Dr Daniel Cookman is a Postdoctoral Research Associate in the Experimental Particle & Astroparticle Physics group within the Department of Physics of King’s College London. He works on the SNO+ experiment, an 800-tonne liquid scintillator neutrino detector based in the SNOLAB laboratory 2km underground in Sudbury, Canada. He is also beginning to work on radio-assay work in preparation for the building of the LEGEND-1000 experiment. He began working at King’s College London in 2023.

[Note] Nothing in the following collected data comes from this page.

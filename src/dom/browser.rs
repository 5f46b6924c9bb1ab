// src/dom/browser.rs

use anyhow::{anyhow, Context, Result};
use async_trait::async_trait;
use chromiumoxide::{
    browser::{Browser, BrowserConfig},
    cdp::js_protocol::runtime::EvaluateParams,
    page::Page,
};
use futures_util::StreamExt;
use serde::de::DeserializeOwned;
use std::time::Duration;
use tempfile::TempDir;
use tokio::task::JoinHandle;
use tracing::{debug, info, warn};

use super::{ContentContext, ContentSource, ElementInfo};
use crate::config::BrowserOptions;

/// Flags of the container deployment: no sandbox or GPU, small /dev/shm,
/// and cross-origin iframe documents readable from the top frame.
const LAUNCH_ARGS: &[&str] = &[
    "--disable-dev-shm-usage",
    "--disable-gpu",
    "--disable-web-security",
    "--disable-features=VizDisplayCompositor",
];

/// A headless Chromium with one open page and a private profile directory.
///
/// The profile directory belongs to this session alone. [`close`] shuts the
/// browser down and removes it; if the session is dropped without `close`
/// (panic, task abort) the browser process is killed and the directory is
/// still removed.
///
/// [`close`]: BrowserSession::close
pub struct BrowserSession {
    browser: Browser,
    page: LivePage,
    handler: JoinHandle<()>,
    profile: Option<TempDir>,
}

impl BrowserSession {
    /// Start Chromium. The only failure in a run that is fatal before persistence.
    pub async fn launch(opts: &BrowserOptions) -> Result<Self> {
        let profile = tempfile::Builder::new()
            .prefix("ibovscraper-profile-")
            .tempdir()
            .context("creating temporary browser profile")?;
        info!(profile = %profile.path().display(), headless = opts.headless, "launching browser");

        let mut builder = BrowserConfig::builder()
            .user_data_dir(profile.path())
            .no_sandbox()
            .launch_timeout(opts.launch_timeout);
        for arg in LAUNCH_ARGS {
            builder = builder.arg(*arg);
        }
        if !opts.headless {
            builder = builder.with_head();
        }
        if let Some(exe) = &opts.chrome_executable {
            builder = builder.chrome_executable(exe);
        }
        let config = builder
            .build()
            .map_err(|e| anyhow!("building browser config: {}", e))?;

        let (mut browser, mut events) = Browser::launch(config)
            .await
            .context("launching chromium")?;

        let handler = tokio::spawn(async move {
            while let Some(event) = events.next().await {
                if let Err(e) = event {
                    debug!("browser handler event error: {}", e);
                }
            }
        });

        let page = match browser.new_page("about:blank").await {
            Ok(page) => page,
            Err(e) => {
                shutdown(&mut browser).await;
                handler.abort();
                return Err(e).context("opening browser page");
            }
        };

        Ok(Self {
            browser,
            page: LivePage { page },
            handler,
            profile: Some(profile),
        })
    }

    /// Navigate to `url`, then wait `settle` for client-side rendering.
    pub async fn open(&self, url: &str, settle: Duration) -> Result<()> {
        info!(url, "navigating");
        self.page
            .page
            .goto(url)
            .await
            .with_context(|| format!("navigating to {}", url))?;
        if !settle.is_zero() {
            tokio::time::sleep(settle).await;
        }
        info!("page loaded");
        Ok(())
    }

    /// The open page, as a query root for the extraction steps.
    pub fn page(&self) -> &LivePage {
        &self.page
    }

    /// Shut the browser down and remove the profile directory. Never fails;
    /// problems are logged.
    pub async fn close(mut self) {
        shutdown(&mut self.browser).await;
        self.handler.abort();
        if let Some(profile) = self.profile.take() {
            let path = profile.path().to_path_buf();
            match profile.close() {
                Ok(()) => debug!(profile = %path.display(), "removed browser profile"),
                Err(e) => warn!(profile = %path.display(), "removing browser profile: {}", e),
            }
        }
        info!("browser closed");
    }
}

/// Ask Chromium to exit and reap the process. A browser that refuses the
/// close command is killed before waiting on it.
async fn shutdown(browser: &mut Browser) {
    if let Err(e) = browser.close().await {
        warn!("closing browser, killing process instead: {}", e);
        match browser.kill().await {
            Some(Err(e)) => warn!("killing browser: {}", e),
            Some(Ok(())) => debug!("browser process killed"),
            None => debug!("no browser child process to kill"),
        }
    }
    if let Err(e) = browser.wait().await {
        warn!("waiting for browser exit: {}", e);
    }
}

/// Serializes tests that launch browsers and inspect profile directories.
#[cfg(test)]
pub(crate) static LAUNCH_TEST_LOCK: tokio::sync::Mutex<()> = tokio::sync::Mutex::const_new(());

impl Drop for BrowserSession {
    fn drop(&mut self) {
        // `Browser` kills its child process on drop; the profile `TempDir`
        // is removed when its field drops after this.
        self.handler.abort();
    }
}

/// A live page answering [`ContentSource`] queries through script evaluation.
pub struct LivePage {
    page: Page,
}

impl LivePage {
    async fn eval<T: DeserializeOwned>(&self, script: String) -> Result<T> {
        self.page
            .evaluate_expression(EvaluateParams::new(script))
            .await
            .context("evaluating page script")?
            .into_value::<T>()
            .context("decoding page script result")
    }
}

#[async_trait]
impl ContentSource for LivePage {
    async fn count(&self, ctx: ContentContext, selector: &str) -> Result<usize> {
        let script = format!(
            "(() => {{ const root = {}; return root.querySelectorAll({}).length; }})()",
            scope_expr(ctx),
            js_str(selector)?
        );
        self.eval(script).await
    }

    async fn elements(&self, ctx: ContentContext, selector: &str) -> Result<Vec<ElementInfo>> {
        let script = format!(
            r#"(() => {{
                const root = {};
                return Array.from(root.querySelectorAll({})).map(el => {{
                    const view = el.ownerDocument.defaultView;
                    const style = view ? view.getComputedStyle(el) : null;
                    const visible = !!style
                        && style.display !== 'none'
                        && style.visibility !== 'hidden'
                        && el.getClientRects().length > 0;
                    return {{ visible, text: el.textContent || '' }};
                }});
            }})()"#,
            scope_expr(ctx),
            js_str(selector)?
        );
        self.eval(script).await
    }

    async fn select_option(
        &self,
        ctx: ContentContext,
        selector: &str,
        index: usize,
    ) -> Result<String> {
        let script = format!(
            r#"(() => {{
                const root = {scope};
                const el = root.querySelector({sel});
                if (!el) throw new Error('no element matches ' + {sel});
                if (!el.options || {index} >= el.options.length)
                    throw new Error('no option at index {index}');
                el.selectedIndex = {index};
                el.dispatchEvent(new Event('input', {{ bubbles: true }}));
                el.dispatchEvent(new Event('change', {{ bubbles: true }}));
                return (el.options[{index}].textContent || '').trim();
            }})()"#,
            scope = scope_expr(ctx),
            sel = js_str(selector)?,
            index = index
        );
        self.eval(script).await
    }

    async fn table_rows(
        &self,
        ctx: ContentContext,
        table_index: usize,
        row_selector: &str,
    ) -> Result<Vec<Vec<String>>> {
        let script = format!(
            r#"(() => {{
                const root = {scope};
                const table = root.querySelectorAll('table')[{table_index}];
                if (!table) throw new Error('no table at index {table_index}');
                return Array.from(table.querySelectorAll({sel})).map(row =>
                    Array.from(row.querySelectorAll('td')).map(td => td.textContent || ''));
            }})()"#,
            scope = scope_expr(ctx),
            sel = js_str(row_selector)?,
            table_index = table_index
        );
        self.eval(script).await
    }
}

/// Script expression yielding the document for `ctx`. Throws if the iframe
/// is missing or its document is not reachable.
fn scope_expr(ctx: ContentContext) -> String {
    match ctx {
        ContentContext::MainDocument => "document".to_string(),
        ContentContext::Iframe(n) => format!(
            "(() => {{ const f = document.querySelectorAll('iframe')[{n}]; \
             if (!f || !f.contentDocument) throw new Error('iframe {n} not accessible'); \
             return f.contentDocument; }})()",
            n = n
        ),
    }
}

fn js_str(value: &str) -> Result<String> {
    serde_json::to_string(value).context("quoting selector for script")
}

Dr Cookman received his MPhys (Physics) degree from the University of Manchester in 2019. Following this, he received his DPhil in Particle Physics from the University of Oxford in 2024, where he began his work on the SNO+ neutrino experiment.

Research

• Neutrino oscillations
• Neutrinoless double beta decay
• Optical calibration of liquid scintillator detectors
• Background modelling in rare-search experiments

Daniel’s research currently focuses on two major areas in the frontier of particle physics: neutrino oscillations and neutrinoless double beta decay. Measurements of neutrino oscillations demonstrated that neutrinos must have mass; however, the theoretical mechanism for them having mass has not yet been demonstrated. The most popular theory for giving neutrinos mass is for them to be so-called “Majorana particles”, whereby neutrinos would be their own antiparticle. A testable consequence of this theory is the existence of the ultra-rare neutrinoless double beta decay.

In order to make these measurements, a very precise knowledge of large neutrino detectors are required. Daniel works on both the calibration of the optical model for the SNO+ detector, as well as the background models for SNO+ and LEGEND-1000.